L’hydratation optimale représente une défense physiologique majeure : un minimum de huit verres d’eau quotidiens maintient le flux sanguin rénal et facilite l’élimination des substances potentiellement toxiques. Sous AINS ou inhibiteurs SGLT2, augmentez encore cet apport pour compenser leurs effets spécifiques sur l’équilibre hydrique. Cette mesure simple réduit considérablement les risques d’insuffisance aiguë liée à la déshydratation.
Les tests de fonction rénale réguliers—dosage de la créatinine sérique tous les trois à six mois pour les traitements chroniques—détectent les altérations avant tout symptôme perceptible. Cette surveillance permet d’ajuster rapidement les posologies ou de substituer les molécules problématiques, évitant ainsi la progression vers des dommages irréversibles.

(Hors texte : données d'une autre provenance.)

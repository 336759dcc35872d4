//! Face comparison stub for attendance verification.
//!
//! Compares two base64-encoded face images with a cheap structural
//! heuristic: length ratio (weight 0.3) plus sampled character similarity
//! (weight 0.7), scaled to 0-100. A bounded variance term is mixed in to
//! simulate real-world capture noise; it is derived from a digest of both
//! images rather than an RNG so results stay reproducible.
//!
//! A production deployment would replace this with a proper recognition
//! backend (AWS Rekognition, Azure Face API, ...); the service signature is
//! already shaped for that swap.

use sha2::{Digest, Sha256};

use super::analytics::round1;

/// Similarity score (0-100) required to declare a match.
pub const MATCH_THRESHOLD: f64 = 75.0;

/// Minimum base64 payload length accepted as a plausible image.
const MIN_IMAGE_LEN: usize = 1000;

/// Outcome of a face comparison.
#[derive(Debug, Clone, Copy, PartialEq)]
pub struct FaceComparison {
    pub matched: bool,
    /// Similarity percentage, one decimal place.
    pub confidence: f64,
}

impl FaceComparison {
    fn no_match() -> Self {
        Self {
            matched: false,
            confidence: 0.0,
        }
    }
}

fn strip_data_url_prefix(image: &str) -> &str {
    if image.starts_with("data:image/") {
        if let Some(idx) = image.find(";base64,") {
            return &image[idx + ";base64,".len()..];
        }
    }
    image
}

/// Bounded variance in `[-10, 10]`, derived from both images.
fn variance(image1: &str, image2: &str) -> f64 {
    let mut hasher = Sha256::new();
    hasher.update(image1.as_bytes());
    hasher.update(image2.as_bytes());
    let digest = hasher.finalize();
    let raw = u16::from_be_bytes([digest[0], digest[1]]);
    (raw % 2001) as f64 / 100.0 - 10.0
}

fn simple_similarity(image1: &str, image2: &str) -> f64 {
    let clean1 = strip_data_url_prefix(image1).as_bytes();
    let clean2 = strip_data_url_prefix(image2).as_bytes();
    if clean1.is_empty() || clean2.is_empty() {
        return 0.0;
    }

    let length_ratio = clean1.len().min(clean2.len()) as f64 / clean1.len().max(clean2.len()) as f64;

    let sample_size = 100.min(clean1.len()).min(clean2.len());
    let interval1 = clean1.len() / sample_size;
    let interval2 = clean2.len() / sample_size;
    let mut matching = 0usize;
    for i in 0..sample_size {
        if clean1[i * interval1] == clean2[i * interval2] {
            matching += 1;
        }
    }
    let char_similarity = matching as f64 / sample_size as f64;

    let similarity = (length_ratio * 0.3 + char_similarity * 0.7) * 100.0;
    (similarity + variance(image1, image2)).clamp(0.0, 100.0)
}

/// Compare a stored reference image against a captured one.
///
/// Empty input yields a zero-confidence non-match instead of an error.
pub fn compare_faces(stored_base64: &str, captured_base64: &str) -> FaceComparison {
    if stored_base64.is_empty() || captured_base64.is_empty() {
        return FaceComparison::no_match();
    }
    let similarity = simple_similarity(stored_base64, captured_base64);
    FaceComparison {
        matched: similarity >= MATCH_THRESHOLD,
        confidence: round1(similarity),
    }
}

/// Check that a payload looks like a base64-encoded image of plausible size.
pub fn validate_face_image(image_base64: &str) -> Result<(), String> {
    if image_base64.is_empty() {
        return Err("Image data is required".to_string());
    }

    let clean = strip_data_url_prefix(image_base64);
    let padding = clean.bytes().rev().take_while(|b| *b == b'=').count();
    if padding > 2
        || !clean[..clean.len() - padding]
            .bytes()
            .all(|b| b.is_ascii_alphanumeric() || b == b'+' || b == b'/')
    {
        return Err("Invalid base64 format".to_string());
    }

    if clean.len() < MIN_IMAGE_LEN {
        return Err("Image is too small".to_string());
    }

    Ok(())
}
//! Service-layer integration tests: full flows over a seeded in-memory
//! repository, without going through HTTP.

use std::sync::Arc;

use edusys_rust::api::StudentId;
use edusys_rust::db::repositories::LocalRepository;
use edusys_rust::db::repository::{
    SchoolRepository, StudentRepository, TeacherRepository, UserRepository,
};
use edusys_rust::db::seed_demo_data;
use edusys_rust::models::{DistrictOverride, NewLinkedUser, NewTeacher, ScholarshipRulePatch};
use edusys_rust::routes::reports::ReportType;
use edusys_rust::services::{reports, scholarship, trends};

async fn seeded_repo() -> Arc<LocalRepository> {
    let repo = Arc::new(LocalRepository::new());
    seed_demo_data(repo.as_ref()).await.unwrap();
    repo
}

#[tokio::test]
async fn test_district_override_flips_eligibility() {
    let repo = seeded_repo().await;

    // seeded student: marks 70, attendance 85, school in Central
    let before = scholarship::evaluate_student(repo.as_ref(), StudentId::new(1))
        .await
        .unwrap();
    assert!(!before.eligible);

    scholarship::update_rule(
        repo.as_ref(),
        ScholarshipRulePatch {
            district_overrides: Some(vec![DistrictOverride {
                district: "Central".to_string(),
                min_marks: Some(65.0),
                min_attendance: Some(80.0),
            }]),
            ..Default::default()
        },
    )
    .await
    .unwrap();

    let after = scholarship::evaluate_student(repo.as_ref(), StudentId::new(1))
        .await
        .unwrap();
    assert!(after.eligible);
    assert_eq!(after.reason, "Meets thresholds (marks>=65, attendance>=80)");

    // evaluation never writes the cached flag back
    let student = repo
        .get_student(StudentId::new(1))
        .await
        .unwrap()
        .expect("seeded student");
    assert!(!student.scholarship_eligible);
}

#[tokio::test]
async fn test_rule_merge_keeps_overrides_across_updates() {
    let repo = seeded_repo().await;

    scholarship::update_rule(
        repo.as_ref(),
        ScholarshipRulePatch {
            district_overrides: Some(vec![DistrictOverride {
                district: "Central".to_string(),
                min_marks: Some(65.0),
                min_attendance: None,
            }]),
            ..Default::default()
        },
    )
    .await
    .unwrap();

    // a later patch touching only the base thresholds leaves overrides alone
    let rule = scholarship::update_rule(
        repo.as_ref(),
        ScholarshipRulePatch {
            min_attendance: Some(92.0),
            ..Default::default()
        },
    )
    .await
    .unwrap();
    assert_eq!(rule.min_attendance, 92.0);
    assert_eq!(rule.district_overrides.len(), 1);
    assert_eq!(rule.district_overrides[0].district, "Central");
}

#[tokio::test]
async fn test_trends_over_seeded_store() {
    let repo = seeded_repo().await;
    let trends = trends::student_trends(repo.as_ref()).await.unwrap();

    // one seeded credential record for Fall 2023
    assert_eq!(trends.academic_by_term.len(), 1);
    assert_eq!(trends.academic_by_term[0].term, "Fall 2023");
    assert_eq!(trends.academic_by_term[0].avg_marks, 71.0);

    // no attendance is seeded
    assert!(trends.attendance_by_month.is_empty());
}

#[tokio::test]
async fn test_complaints_report_renders_as_csv() {
    let repo = seeded_repo().await;
    let rows = reports::export_report(repo.as_ref(), ReportType::Complaints, None)
        .await
        .unwrap();
    let csv = reports::to_csv(&rows);

    let mut lines = csv.lines();
    assert_eq!(
        lines.next(),
        Some("id,schoolId,title,status,createdAt,classification")
    );
    let row = lines.next().expect("seeded complaint row");
    assert!(row.contains("\"Broken AC\""));
    assert!(row.contains("\"pending\""));
    assert!(row.contains("\"infrastructure\""));
    assert_eq!(lines.next(), None);
}

#[tokio::test]
async fn test_teacher_lifecycle_via_services() {
    let repo = seeded_repo().await;
    let school = repo.get_schools().await.unwrap()[0].clone();

    let created = edusys_rust::db::create_teacher_with_account(
        repo.as_ref(),
        NewTeacher {
            user_id: edusys_rust::api::UserId::new(0),
            school_id: school.id,
            subject: "Science".to_string(),
            assigned_classes: Some(vec!["6A".to_string()]),
            face_image_base64: None,
        },
        Some(NewLinkedUser {
            username: "skinner".to_string(),
            password: "pw".to_string(),
            school_id: Some(school.id),
            name: "Seymour Skinner".to_string(),
            avatar_url: None,
        }),
    )
    .await
    .unwrap();

    let teachers = edusys_rust::db::teachers_with_users(repo.as_ref(), None)
        .await
        .unwrap();
    assert_eq!(teachers.len(), 2);

    // deleting the teacher removes the linked account too
    assert!(repo.delete_teacher(created.teacher.id).await.unwrap());
    let user = repo
        .get_user(created.teacher.user_id)
        .await
        .unwrap();
    assert!(user.is_none());
}
//! # EduSys Rust Backend
//!
//! Role-based school-administration backend.
//!
//! This crate provides the server side of the EduSys system: government and
//! school administrators, teachers, and students manage schools, student and
//! teacher records, attendance, complaints, scholarships, and credential
//! verification through a REST API backed by a keyed document store.
//!
//! ## Features
//!
//! - **Records**: CRUD for schools, students, teachers, attendance, complaints
//! - **Scholarship engine**: threshold evaluation with per-district overrides
//! - **Analytics**: district rollups, shortage reports, dashboard counters
//! - **Reports**: CSV/JSON export of the main collections
//! - **HTTP API**: RESTful endpoints for the web frontend
//!
//! ## Architecture
//!
//! The crate is organized into several logical modules:
//!
//! - [`api`]: typed API surface shared by handlers and clients
//! - [`db`]: repository pattern and persistence layer
//! - [`models`]: domain entities and insert payloads
//! - [`routes`]: response shapes for each endpoint family
//! - [`services`]: business logic (evaluation, aggregation, export)
//! - [`http`]: axum-based HTTP server and request handlers

// Allow large error types - RepositoryError carries rich context for debugging
#![allow(clippy::result_large_err)]

pub mod api;

pub mod db;
pub mod models;

pub mod routes;

pub mod services;

#[cfg(feature = "http-server")]
pub mod http;
//! Route-specific response types.
//!
//! Each submodule defines the output shapes for one endpoint family plus a
//! route-name constant, forming the typed contract re-exported through
//! [`crate::api`]. Handlers in [`crate::http`] and the service layer both
//! build against these definitions, so a shape change is a compile error on
//! both sides.

pub mod analytics;
pub mod reports;
pub mod scholarship;
pub mod trends;
//! Student trend series for the analytics dashboard.

use std::collections::BTreeMap;

use super::analytics::round1;
use crate::db::repository::{FullRepository, RepositoryResult};
use crate::models::AttendanceStatus;
use crate::routes::trends::{MonthPoint, StudentTrends, TermPoint};

fn attendance_score(status: AttendanceStatus) -> f64 {
    match status {
        AttendanceStatus::Present => 100.0,
        AttendanceStatus::Late => 80.0,
        AttendanceStatus::Absent => 0.0,
    }
}

/// Build the academic-by-term and attendance-by-month series.
///
/// Terms come from credential records; per-term marks are synthesized from
/// the record count until term-level marks are stored.
/// TODO: replace the synthetic per-term average once credential records
/// carry the term's actual marks.
pub async fn student_trends(repo: &dyn FullRepository) -> RepositoryResult<StudentTrends> {
    let records = repo.get_credential_records(None).await?;
    let mut by_term: BTreeMap<String, u64> = BTreeMap::new();
    for record in records {
        *by_term.entry(record.term).or_insert(0) += 1;
    }
    let academic_by_term = by_term
        .into_iter()
        .map(|(term, count)| TermPoint {
            term,
            avg_marks: 70.0 + (count % 20) as f64,
        })
        .collect();

    let attendance = repo.get_attendance(None, None).await?;
    let mut by_month: BTreeMap<String, (f64, u64)> = BTreeMap::new();
    for record in attendance {
        let key = record.date.format("%Y-%m").to_string();
        let entry = by_month.entry(key).or_insert((0.0, 0));
        entry.0 += attendance_score(record.status);
        entry.1 += 1;
    }
    let attendance_by_month = by_month
        .into_iter()
        .map(|(month, (sum, count))| MonthPoint {
            month,
            avg_attendance: round1(sum / count as f64),
        })
        .collect();

    Ok(StudentTrends {
        academic_by_term,
        attendance_by_month,
    })
}
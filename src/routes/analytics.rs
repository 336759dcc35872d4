use serde::{Deserialize, Serialize};

use crate::api::SchoolId;

// =========================================================
// Analytics types + routes
// =========================================================

/// One school with its complaint count attached.
///
/// Rows are sorted by school id ascending; schools with no complaints get an
/// explicit `complaints: 0`.
#[derive(Debug, Clone, PartialEq, Serialize, Deserialize)]
#[serde(rename_all = "camelCase")]
pub struct SchoolSummary {
    pub id: SchoolId,
    pub name: String,
    pub district: Option<String>,
    pub performance_score: f64,
    pub teacher_shortage: bool,
    pub complaints: u64,
}

/// Teacher shortage for one `(district, subject)` pair, summed across schools.
///
/// Schools without a district surface as `district: null`.
#[derive(Debug, Clone, PartialEq, Serialize, Deserialize)]
#[serde(rename_all = "camelCase")]
pub struct ShortageRow {
    pub district: Option<String>,
    pub subject: String,
    pub count: i64,
}

/// Rollup of all schools sharing one district.
#[derive(Debug, Clone, PartialEq, Serialize, Deserialize)]
#[serde(rename_all = "camelCase")]
pub struct DistrictSummary {
    pub district: String,
    pub schools: u64,
    /// Mean performance score, rounded to one decimal.
    pub avg_performance: f64,
    pub teacher_shortages: u64,
}

/// Top-level dashboard counters.
#[derive(Debug, Clone, PartialEq, Serialize, Deserialize)]
#[serde(rename_all = "camelCase")]
pub struct DashboardAnalytics {
    pub total_schools: u64,
    pub total_students: u64,
    pub total_teachers: u64,
    pub average_attendance: f64,
    pub teacher_shortage_count: u64,
    pub recent_complaints: u64,
    pub by_district: Vec<DistrictSummary>,
}

/// Route name constants for the analytics endpoints.
pub const GET_SCHOOLS_SUMMARY: &str = "schools_summary";
pub const GET_TEACHER_SHORTAGES: &str = "teacher_shortages_by_district";
pub const GET_DISTRICT_SUMMARY: &str = "district_summary";
pub const GET_DASHBOARD_ANALYTICS: &str = "dashboard_analytics";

Tenir un journal de médication détaillé—doses, horaires, effets ressentis—facilite l’identification des corrélations entre prises médicamenteuses et manifestations inhabituelles. Cet outil simple optimise les échanges avec votre médecin lors des consultations de suivi.
Enfin, explorez systématiquement les alternatives non médicamenteuses : kinésithérapie pour les douleurs chroniques, modifications alimentaires pour le reflux gastrique, techniques de gestion du stress. Ces approches complémentaires réduisent la dépendance aux molécules à risque tout en préservant votre qualité de vie.